Durante o governo do General Médici, um dos períodos mais tensos do governo militar, a família Paiva vive à beira-mar. A rotina se transforma quando Rubens Paiva, engenheiro e ex-deputado federal, é preso e desaparece sem deixar rastros. Eunice, sua esposa, passa a sustentar a família financeiramente e psicologicamente, enquanto busca respostas sobre o paradeiro do marido.

Ao contrário de outras produções que retratam o regime pelos olhos de guerrilheiros, ‘Ainda Estou Aqui’ mostra a repressão sob a perspectiva de uma civil, inicialmente alheia à violência do período. As cenas de tortura são apenas sugeridas, o que acentua a tensão interna e o clima opressor do filme. Dentro da casa dos Paiva, outrora cheia de alegria, o ambiente se torna sombrio, refletindo o sofrimento das filhas e o isolamento de Eunice. Quando recebe a certidão de óbito de Rubens, ela enfrenta a dor do fechamento da história.

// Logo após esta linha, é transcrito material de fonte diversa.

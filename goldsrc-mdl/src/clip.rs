//! Engine-agnostic animation clips
//!
//! Converts decoded [`Sequence`]s into per-joint keyframe tracks with
//! quaternion rotations, ready for a playback engine.

use glam::{EulerRot, Quat, Vec3};

use crate::sequence::Sequence;
use crate::skeleton::Skeleton;

/// Used when a sequence declares a non-positive or non-finite frame rate
pub const DEFAULT_FRAME_RATE: f32 = 30.0;

#[derive(Debug, Clone, PartialEq)]
pub struct BoneTrack {
    pub joint: usize,
    pub joint_name: String,
    /// Sample times in seconds
    pub times: Vec<f32>,
    pub translations: Vec<Vec3>,
    pub rotations: Vec<Quat>,
}

#[derive(Debug, Clone, PartialEq)]
pub struct AnimationClip {
    pub name: String,
    pub fps: f32,
    /// Seconds
    pub duration: f32,
    pub looping: bool,
    pub tracks: Vec<BoneTrack>,
}

fn effective_fps(fps: f32) -> f32 {
    if fps.is_finite() && fps > 0.0 {
        fps
    } else {
        DEFAULT_FRAME_RATE
    }
}

pub fn euler_to_quat(rotation: Vec3) -> Quat {
    Quat::from_euler(EulerRot::XYZ, rotation.x, rotation.y, rotation.z).normalize()
}

/// Build a clip from one sequence. Tracks exist only for bones that are in
/// the skeleton and have at least one decoded frame.
pub fn build_clip(sequence: &Sequence, skeleton: &Skeleton) -> AnimationClip {
    let fps = effective_fps(sequence.fps);
    let tracks = sequence
        .frames
        .iter()
        .zip(skeleton.joints())
        .enumerate()
        .filter(|(_, (frames, _))| !frames.positions.is_empty())
        .map(|(joint, (frames, j))| BoneTrack {
            joint,
            joint_name: j.name.clone(),
            times: (0..frames.positions.len())
                .map(|f| f as f32 / fps)
                .collect(),
            translations: frames.positions.clone(),
            rotations: frames.rotations.iter().copied().map(euler_to_quat).collect(),
        })
        .collect();

    AnimationClip {
        name: sequence.name.clone(),
        fps,
        duration: sequence.frame_count.max(0) as f32 / fps,
        looping: sequence.is_looping(),
        tracks,
    }
}

pub fn build_clips(sequences: &[Sequence], skeleton: &Skeleton) -> Vec<AnimationClip> {
    sequences.iter().map(|s| build_clip(s, skeleton)).collect()
}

O elenco coadjuvante também se destaca, com ótimas atuações de Selton Mello, Luiza Kowalski, Humberto Carrão, Dan Stulbach e Fernanda Montenegro em uma participação especial. No entanto, a alma do filme é a personagem de Eunice, interpretada por Fernanda Torres. Semelhante à mãe em alguns aspectos, Torres usa emoções contidas para criar cenas intensas e comoventes, transmitindo o turbilhão interior de Eunice, que, após a tragédia, se formou em Direito e tornou-se defensora dos direitos indígenas.

A direção de arte transporta o espectador para o Rio de Janeiro dos anos 1970, em meio ao Milagre Econômico e à presença militar. A filmagem amadora de uma das filhas proporciona um olhar diferenciado, enquanto a trilha, ao contrário da marcante em ‘Central do Brasil’, valoriza o silêncio, onde cada ruído e transmissão são significativos.

‘Ainda Estou Aqui’ estreou no Festival de Veneza em 2024 e foi aclamado, com Fernanda Torres já cotada para o prêmio de Melhor Atriz. Com essa nova parceria de Salles e a atuação de Torres e Montenegro, o cinema brasileiro tem uma oportunidade singular de reconhecimento internacional.

‘Ainda Estou Aqui’ é um filme denso e claustrofóbico, com interpretações impecáveis e uma perspectiva inédita. Entre um marido deputado transformado em pária e um filho escritor, a história de Eunice Paiva finalmente vem à tona.”